Bazen kendini avukat Maria olarak tanıtıp boşanma davası alıyor, bazen bir Yahudi iş kadını… Herkese devlet erkânıyla çok yakın olduğunu, kimliğini gizli tuttuğunu, kendisinin çok önemli işler yaptığını söylüyor.
DOLANDIRIP, BORÇLU ÇIKARDI
Mağdurlardan biri ifadesinde şöyle diyor: “Kendisine milletvekilliği teklif edildiğini fakat bu görevleri uygun bulmadığını, bu nedenle kabul etmediğini, bakanlar ve bazı cemaat liderleriyle çok yakın iletişimde olduğunu söyledi. Birçok avukatlık ofisini yönetiyormuş. Adliyeye ancak hâkim ve savcılarla çay içmek için gidiyormuş, istihbarattan kendisine bilgi geliyormuş.”
Çok güçlü imaj çizen, sürekli görüştüğü kişilere pahalı hediyeler alan, lüks restoranlarda yer ayırtan, hesabını ödeyen Ponzi Mine böylelikle birçok kişiyi ağına düşürüyor. İddiaya göre müştekileri sürekli para vermeye ikna ediyor, kredi çektiriyor, senet imzalatıyor. Dolandırıldıkları yetmiyor gibi bir de üstüne icraya veriliyorlar ve o senetler borç hanelerine yazılıyor. Elimizdeki bilgilere göre 72 kişiye Türkiye’nin çeşitli illerinde icra davası açıyor.
ERZAN GİBİ NOT ALIYOR
Eski sevgilisi Aykut Sağlam, ifadesinde sistemin nasıl işlediğini anlatıyor: “Mine, tanıdığı veya tanımadığı referansla gelen kişilerden para topluyordu. Bu paralar çok yüksek miktarları buluyordu. Karşılığında kar vadediyordu. Bu anlaşmalar sözlü oluyordu, yalnızca küçük bir kâğıda notlar alıp para aldığı kişiye gönderiyordu. Sonraki süreçte Mine bazı geri ödemeleri yapmamaya başladı. Zira genellikle birinden aldığı parayı diğerine verdiği için bir yerde sıkıntı yaşamaya başladı.”

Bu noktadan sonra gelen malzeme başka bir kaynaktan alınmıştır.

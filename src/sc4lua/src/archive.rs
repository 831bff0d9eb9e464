//! Resource archive abstraction
//!
//! Extraction only needs each entry's TGI and a way to load its decoded
//! payload. [`DbpfArchive`] reads real `.dat` files; [`MemoryArchive`] holds
//! entries in memory for tests and tooling.

use std::fs::File;
use std::io::BufReader;
use std::path::{Path, PathBuf};

use sc4lua_dbpf::{qfs, DbpfReader, Tgi};

use crate::{Error, Result};

/// One entry of an archive, by position in [`ResourceArchive::entries`]
#[derive(Debug, Clone, Copy, PartialEq, Eq)]
pub struct ArchiveEntry {
    pub tgi: Tgi,
    pub position: usize,
    /// Stored size in bytes, before decompression
    pub size: u32,
}

/// Source of TGI-addressed resources
pub trait ResourceArchive {
    /// All entries in archive order
    fn entries(&self) -> Vec<ArchiveEntry>;

    /// Load an entry's decoded payload
    fn load(&mut self, entry: &ArchiveEntry) -> Result<Vec<u8>>;
}

fn missing_entry(entry: &ArchiveEntry) -> Error {
    Error::EntryDecode {
        tgi: entry.tgi,
        source: sc4lua_dbpf::Error::Io(std::io::Error::new(
            std::io::ErrorKind::NotFound,
            format!("No entry at position {}", entry.position),
        )),
    }
}

/// DBPF archive on disk
pub struct DbpfArchive {
    path: PathBuf,
    reader: DbpfReader<BufReader<File>>,
}

impl DbpfArchive {
    /// Open and index a DBPF file
    pub fn open<P: AsRef<Path>>(path: P) -> Result<Self> {
        let path = path.as_ref().to_path_buf();
        let reader = DbpfReader::open(&path).map_err(|source| Error::ArchiveOpen {
            path: path.clone(),
            source,
        })?;

        tracing::debug!(path = %path.display(), entries = reader.entries().len(), "Opened archive");

        Ok(Self { path, reader })
    }

    pub fn path(&self) -> &Path {
        &self.path
    }

    pub fn reader(&self) -> &DbpfReader<BufReader<File>> {
        &self.reader
    }
}

impl ResourceArchive for DbpfArchive {
    fn entries(&self) -> Vec<ArchiveEntry> {
        self.reader
            .entries()
            .iter()
            .enumerate()
            .map(|(position, e)| ArchiveEntry {
                tgi: e.tgi,
                position,
                size: e.size,
            })
            .collect()
    }

    fn load(&mut self, entry: &ArchiveEntry) -> Result<Vec<u8>> {
        let index_entry = *self
            .reader
            .entries()
            .get(entry.position)
            .filter(|e| e.tgi == entry.tgi)
            .ok_or_else(|| missing_entry(entry))?;

        self.reader
            .read(&index_entry)
            .map_err(|source| Error::EntryDecode {
                tgi: entry.tgi,
                source,
            })
    }
}

#[derive(Debug, Clone)]
struct MemoryEntry {
    tgi: Tgi,
    data: Vec<u8>,
    compressed: bool,
}

/// In-memory archive
///
/// Entries added with [`MemoryArchive::push_compressed`] hold QFS data and
/// are decompressed on load, like DBPF entries listed in the directory file.
#[derive(Debug, Clone, Default)]
pub struct MemoryArchive {
    entries: Vec<MemoryEntry>,
}

impl MemoryArchive {
    pub fn new() -> Self {
        Self::default()
    }

    /// Add an entry stored as-is
    pub fn push(&mut self, tgi: Tgi, data: impl Into<Vec<u8>>) -> &mut Self {
        self.entries.push(MemoryEntry {
            tgi,
            data: data.into(),
            compressed: false,
        });
        self
    }

    /// Add a QFS-compressed entry
    pub fn push_compressed(&mut self, tgi: Tgi, data: impl Into<Vec<u8>>) -> &mut Self {
        self.entries.push(MemoryEntry {
            tgi,
            data: data.into(),
            compressed: true,
        });
        self
    }

    pub fn len(&self) -> usize {
        self.entries.len()
    }

    pub fn is_empty(&self) -> bool {
        self.entries.is_empty()
    }
}

impl ResourceArchive for MemoryArchive {
    fn entries(&self) -> Vec<ArchiveEntry> {
        self.entries
            .iter()
            .enumerate()
            .map(|(position, e)| ArchiveEntry {
                tgi: e.tgi,
                position,
                size: e.data.len() as u32,
            })
            .collect()
    }

    fn load(&mut self, entry: &ArchiveEntry) -> Result<Vec<u8>> {
        let stored = self
            .entries
            .get(entry.position)
            .filter(|e| e.tgi == entry.tgi)
            .ok_or_else(|| missing_entry(entry))?;

        if !stored.compressed {
            return Ok(stored.data.clone());
        }

        qfs::decompress(&stored.data).map_err(|source| Error::EntryDecode {
            tgi: entry.tgi,
            source,
        })
    }
}

#[cfg(test)]
mod tests {
    use super::*;
    use std::io::Write;

    const LUA: Tgi = Tgi::new(0xCA63_E2A3, 0x4A5E_8EF6, 1);

    #[test]
    fn test_memory_archive_load() {
        let mut archive = MemoryArchive::new();
        archive.push(LUA, "-- test");

        let entries = archive.entries();
        assert_eq!(
            entries,
            vec![ArchiveEntry {
                tgi: LUA,
                position: 0,
                size: 7
            }]
        );
        assert_eq!(archive.load(&entries[0]).unwrap(), b"-- test");
    }

    #[test]
    fn test_memory_archive_compressed() {
        let mut archive = MemoryArchive::new();
        archive.push_compressed(
            LUA,
            vec![0x0C, 0, 0, 0, 0x10, 0xFB, 0x00, 0x00, 0x02, 0xFE, b'o', b'k'],
        );

        let entry = archive.entries()[0];
        assert_eq!(archive.load(&entry).unwrap(), b"ok");
    }

    #[test]
    fn test_memory_archive_bad_compressed_data() {
        let mut archive = MemoryArchive::new();
        archive.push_compressed(LUA, b"not qfs at all".to_vec());

        let entry = archive.entries()[0];
        assert!(matches!(
            archive.load(&entry),
            Err(Error::EntryDecode { tgi, .. }) if tgi == LUA
        ));
    }

    #[test]
    fn test_memory_archive_stale_entry() {
        let mut archive = MemoryArchive::new();
        archive.push(LUA, "x");

        let stale = ArchiveEntry {
            tgi: LUA,
            position: 5,
            size: 1,
        };
        assert!(matches!(archive.load(&stale), Err(Error::EntryDecode { .. })));
    }

    #[test]
    fn test_dbpf_archive_open_missing_file() {
        let dir = tempfile::tempdir().unwrap();
        let path = dir.path().join("missing.dat");

        match DbpfArchive::open(&path) {
            Err(Error::ArchiveOpen { path: p, .. }) => assert_eq!(p, path),
            other => panic!("expected ArchiveOpen, got {:?}", other.err()),
        }
    }

    #[test]
    fn test_dbpf_archive_open_not_dbpf() {
        let mut file = tempfile::NamedTempFile::new().unwrap();
        file.write_all(&[0u8; 128]).unwrap();

        assert!(matches!(
            DbpfArchive::open(file.path()),
            Err(Error::ArchiveOpen {
                source: sc4lua_dbpf::Error::InvalidMagic(_),
                ..
            })
        ));
    }
}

NE KADAR TANIDIK DEĞİL Mİ?
Geçen haftalarda saadet zinciriyle gündeme gelen Seçil Erzan’ın hikâyesine ne kadar da benziyor.
Aslında 1903’ten bu yana cebinde iki doları olan fakir İtalyan göçmeninin bir şema icat edip, Bostonluları sadece sekiz ayda 15 milyon dolardan fazla dolandırıyor. Onun foyası çabuk ortaya çıkıyor ama Charles Ponzi, adını bir dolandırıcılık sistemine veriyor ve dünyanın her yerinde sistem hala aynı işliyor.

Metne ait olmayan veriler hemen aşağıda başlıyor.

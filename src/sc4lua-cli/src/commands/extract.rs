//! Extract command handler

use anyhow::{Context, Result};
use sc4lua::{write_scripts_to_directory, ExtractionSummary, RecoveryMode};
use std::path::Path;

/// Lines printed after a run
pub fn summary_lines(archive: &Path, summary: &ExtractionSummary) -> Vec<String> {
    let mut lines = vec![format!(
        "Extracted {} Lua files from {}",
        summary.written,
        archive.display()
    )];
    if summary.renamed > 0 {
        lines.push(format!("Renamed {} Maxis Lua files.", summary.renamed));
    }
    lines
}

pub fn handle(archive: &Path, output: &Path, recovery: RecoveryMode) -> Result<()> {
    tracing::debug!(archive = %archive.display(), ?recovery, "Starting extraction");

    let summary = write_scripts_to_directory(archive, output, recovery).with_context(|| {
        format!(
            "Failed to extract Lua scripts from {} to {}",
            archive.display(),
            output.display()
        )
    })?;

    for line in summary_lines(archive, &summary) {
        println!("{}", line);
    }

    Ok(())
}
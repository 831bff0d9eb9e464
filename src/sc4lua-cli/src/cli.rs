//! CLI argument definitions for sc4lua

use clap::{Parser, Subcommand, ValueEnum};
use std::path::PathBuf;

#[derive(Parser)]
#[command(name = "sc4lua")]
#[command(about = "Extract SimCity 4 Lua scripts and recover their file names", long_about = None)]
#[command(version)]
pub struct Cli {
    /// Log debug output (overridden by --log)
    #[arg(short, long, global = true)]
    pub verbose: bool,

    /// Log filter directives, e.g. "sc4lua=trace"
    #[arg(long, global = true, env = "SC4LUA_LOG")]
    pub log: Option<String>,

    #[command(subcommand)]
    pub command: Commands,
}

#[derive(Subcommand)]
pub enum Commands {
    /// Extract every Lua script from a DBPF archive
    #[command(visible_alias = "x")]
    Extract {
        /// Path to the .dat archive
        archive: PathBuf,

        /// Output directory (created if missing)
        output: PathBuf,

        /// When to recover original file names
        #[arg(long, value_enum, default_value_t = RecoverMode::Auto)]
        recover: RecoverMode,
    },

    /// Print the Lua instance id for file names
    #[command(visible_alias = "h")]
    Hash {
        /// File names, e.g. "advisors.lua"
        #[arg(required = true)]
        names: Vec<String>,

        /// Print the extracted file name instead of the id
        #[arg(long)]
        file_name: bool,
    },

    /// List the Lua scripts in an archive without extracting
    #[command(visible_alias = "l")]
    List {
        /// Path to the .dat archive
        archive: PathBuf,

        /// Output as JSON
        #[arg(long)]
        json: bool,
    },
}

#[derive(Debug, Clone, Copy, PartialEq, Eq, Default, ValueEnum)]
pub enum RecoverMode {
    /// Only for SimCity_1.dat
    #[default]
    Auto,
    Always,
    Never,
}

impl From<RecoverMode> for sc4lua::RecoveryMode {
    fn from(mode: RecoverMode) -> Self {
        match mode {
            RecoverMode::Auto => Self::Auto,
            RecoverMode::Always => Self::Always,
            RecoverMode::Never => Self::Never,
        }
    }
}
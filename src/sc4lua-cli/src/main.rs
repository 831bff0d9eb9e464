mod cli;
mod commands;

use anyhow::Result;
use clap::Parser;
use tracing_subscriber::{layer::SubscriberExt, util::SubscriberInitExt, EnvFilter};

use cli::*;

const DEFAULT_LOG_FILTER: &str = "sc4lua=info,sc4lua_dbpf=warn";
const VERBOSE_LOG_FILTER: &str = "sc4lua=debug,sc4lua_dbpf=debug";

/// Pick the log filter: --log / SC4LUA_LOG, then RUST_LOG, then the defaults
fn log_filter(log: Option<&str>, verbose: bool) -> EnvFilter {
    if let Some(directives) = log {
        return EnvFilter::new(directives);
    }

    let default = if verbose {
        VERBOSE_LOG_FILTER
    } else {
        DEFAULT_LOG_FILTER
    };
    EnvFilter::try_from_default_env().unwrap_or_else(|_| default.into())
}

fn main() -> Result<()> {
    let cli = Cli::parse();

    tracing_subscriber::registry()
        .with(log_filter(cli.log.as_deref(), cli.verbose))
        .with(tracing_subscriber::fmt::layer().with_writer(std::io::stderr))
        .init();

    match cli.command {
        Commands::Extract {
            archive,
            output,
            recover,
        } => {
            commands::extract::handle(&archive, &output, recover.into())?;
        }

        Commands::Hash { names, file_name } => {
            commands::hash::handle(&names, file_name);
        }

        Commands::List { archive, json } => {
            commands::list::handle(&archive, json)?;
        }
    }

    Ok(())
}
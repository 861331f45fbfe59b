//! Register maps of the DM108 gateway family.

use crate::configuration::ConfigLayout;
use crate::device::DeviceModel;
use crate::poller::ReadStrategy;
use crate::register::{RegisterDescriptor, register_map};

/// Base of the gateway register map.
pub const ADDR_BASE: u16 = 0;

/// First register of the configuration block, shared by both models.
pub const CONFIGURATION_ADDRESS: u16 = ADDR_BASE + 4224;

register_map! {
    /// Values polled from the basic DM108 gateway.
    pub struct GatewayReading {
        /// Pulse counter of the gateway input.
        pulse_count: i64 => RegisterDescriptor::raw_i32(ADDR_BASE + 4096),
    }
}

register_map! {
    /// Values relayed by the DM108C collector from the attached energy meter
    /// and pulse counter.
    pub struct CollectorReading {
        voltage_l1_n: f64 ["V"] => RegisterDescriptor::word_swapped(ADDR_BASE + 4353, 10.0),
        current_l1: f64 ["A"] => RegisterDescriptor::word_swapped(ADDR_BASE + 4365, 1000.0),
        active_power_l1: f64 ["W"] => RegisterDescriptor::word_swapped(ADDR_BASE + 4371, 10.0),
        apparent_power_l1: f64 ["VA"] => RegisterDescriptor::word_swapped(ADDR_BASE + 4377, 10.0),
        reactive_power_l1: f64 ["var"] => RegisterDescriptor::word_swapped(ADDR_BASE + 4383, 10.0),
        power_factor_l1: f64 => RegisterDescriptor::linear(ADDR_BASE + 4403, 1000.0, true),
        // Unverified: this scale was wrong on the EM21 meter, kept as is until
        // checked against EM24 hardware.
        frequency: f64 ["Hz"] => RegisterDescriptor::linear(ADDR_BASE + 4408, 10.0, false),
        active_energy: f64 ["kWh"] => RegisterDescriptor::word_swapped(ADDR_BASE + 4423, 10.0),
        reactive_energy: f64 ["kvarh"] => RegisterDescriptor::word_swapped(ADDR_BASE + 4437, 10.0),
        /// Water meter style BCD counter.
        pulse_count: f64 => RegisterDescriptor::packed_bcd(ADDR_BASE + 4483, 3, 100.0),
    }
}

/// AdvanticSys DM108 wireless Modbus gateway with pulse counter.
#[derive(Debug, Clone, Copy)]
pub struct Dm108;

impl DeviceModel for Dm108 {
    const NAME: &'static str = "dm108";
    const CONFIGURATION_ADDRESS: u16 = CONFIGURATION_ADDRESS;
    const CONFIG_LAYOUT: ConfigLayout = ConfigLayout::Gateway;
    const READ_STRATEGY: ReadStrategy = ReadStrategy::Bulk;
    type Reading = GatewayReading;
}

/// AdvanticSys DM108C parameter collector.
///
/// Its registers are spread over the map, so each one costs a radio round
/// trip and the reads are paced.
#[derive(Debug, Clone, Copy)]
pub struct Dm108c;

impl DeviceModel for Dm108c {
    const NAME: &'static str = "dm108c";
    const CONFIGURATION_ADDRESS: u16 = CONFIGURATION_ADDRESS;
    const CONFIG_LAYOUT: ConfigLayout = ConfigLayout::Collector;
    const READ_STRATEGY: ReadStrategy = ReadStrategy::Scattered;
    type Reading = CollectorReading;
}
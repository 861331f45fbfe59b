use thiserror::Error;

/// Common error type for the gateway driver components.
#[derive(Debug, Error)]
pub enum Error {
    #[error("Configuration error: {0}")]
    Config(String),

    #[error("JSON serialization error: {0}")]
    Json(#[from] serde_json::Error),

    #[error("IO error: {0}")]
    Io(#[from] std::io::Error),
}

/// Result type alias using the common [`Error`].
pub type Result<T> = std::result::Result<T, Error>;
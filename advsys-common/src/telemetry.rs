use serde::{Deserialize, Serialize};
use std::collections::BTreeMap;

use crate::error::Result;

/// A single telemetry data point emitted by a driver.
#[derive(Debug, Clone, Serialize, Deserialize)]
pub struct TelemetryPoint {
    /// Unix epoch milliseconds when the measurement was taken.
    pub timestamp: i64,

    /// Device identifier (e.g., "meter01").
    pub source: String,

    /// Metric name (e.g., "voltage_l1_n").
    pub metric: String,

    /// The measured value.
    pub value: TelemetryValue,

    /// Additional context labels (e.g., register address, unit).
    #[serde(default, skip_serializing_if = "BTreeMap::is_empty")]
    pub labels: BTreeMap<String, String>,
}

impl TelemetryPoint {
    /// Create a new telemetry point with the current timestamp.
    pub fn new(source: impl Into<String>, metric: impl Into<String>, value: TelemetryValue) -> Self {
        Self {
            timestamp: current_timestamp_millis(),
            source: source.into(),
            metric: metric.into(),
            value,
            labels: BTreeMap::new(),
        }
    }

    /// Override the timestamp of this telemetry point.
    pub fn with_timestamp(mut self, timestamp: i64) -> Self {
        self.timestamp = timestamp;
        self
    }

    /// Add a label to this telemetry point.
    pub fn with_label(mut self, key: impl Into<String>, value: impl Into<String>) -> Self {
        self.labels.insert(key.into(), value.into());
        self
    }

    /// Encode this point as a single JSON line.
    pub fn to_json(&self) -> Result<String> {
        Ok(serde_json::to_string(self)?)
    }
}

/// Typed telemetry value.
#[derive(Debug, Clone, Copy, Serialize, Deserialize, PartialEq)]
#[serde(untagged)]
pub enum TelemetryValue {
    /// Raw integer (counters, unscaled registers).
    Integer(i64),

    /// Scaled engineering value.
    Gauge(f64),
}

impl From<i64> for TelemetryValue {
    fn from(v: i64) -> Self {
        TelemetryValue::Integer(v)
    }
}

impl From<f64> for TelemetryValue {
    fn from(v: f64) -> Self {
        TelemetryValue::Gauge(v)
    }
}

/// Get the current timestamp in milliseconds since Unix epoch.
pub fn current_timestamp_millis() -> i64 {
    chrono::Utc::now().timestamp_millis()
}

Son gelişme de dün yaşandı. Mine Mumcu ile 2011-2012 yıllarında Kars’tayken mağdur ettiği ileri sürülen emekli albayın davası Erzincan 2. Asliye Ceza Mahkemesi’nde görüldü. Mine Mumcu, duruşmaya katılmadı. Mumcu hakkında yakalama emri çıkarılmasına karar verildi. Duruşma 22 Şubat’a ertelendi.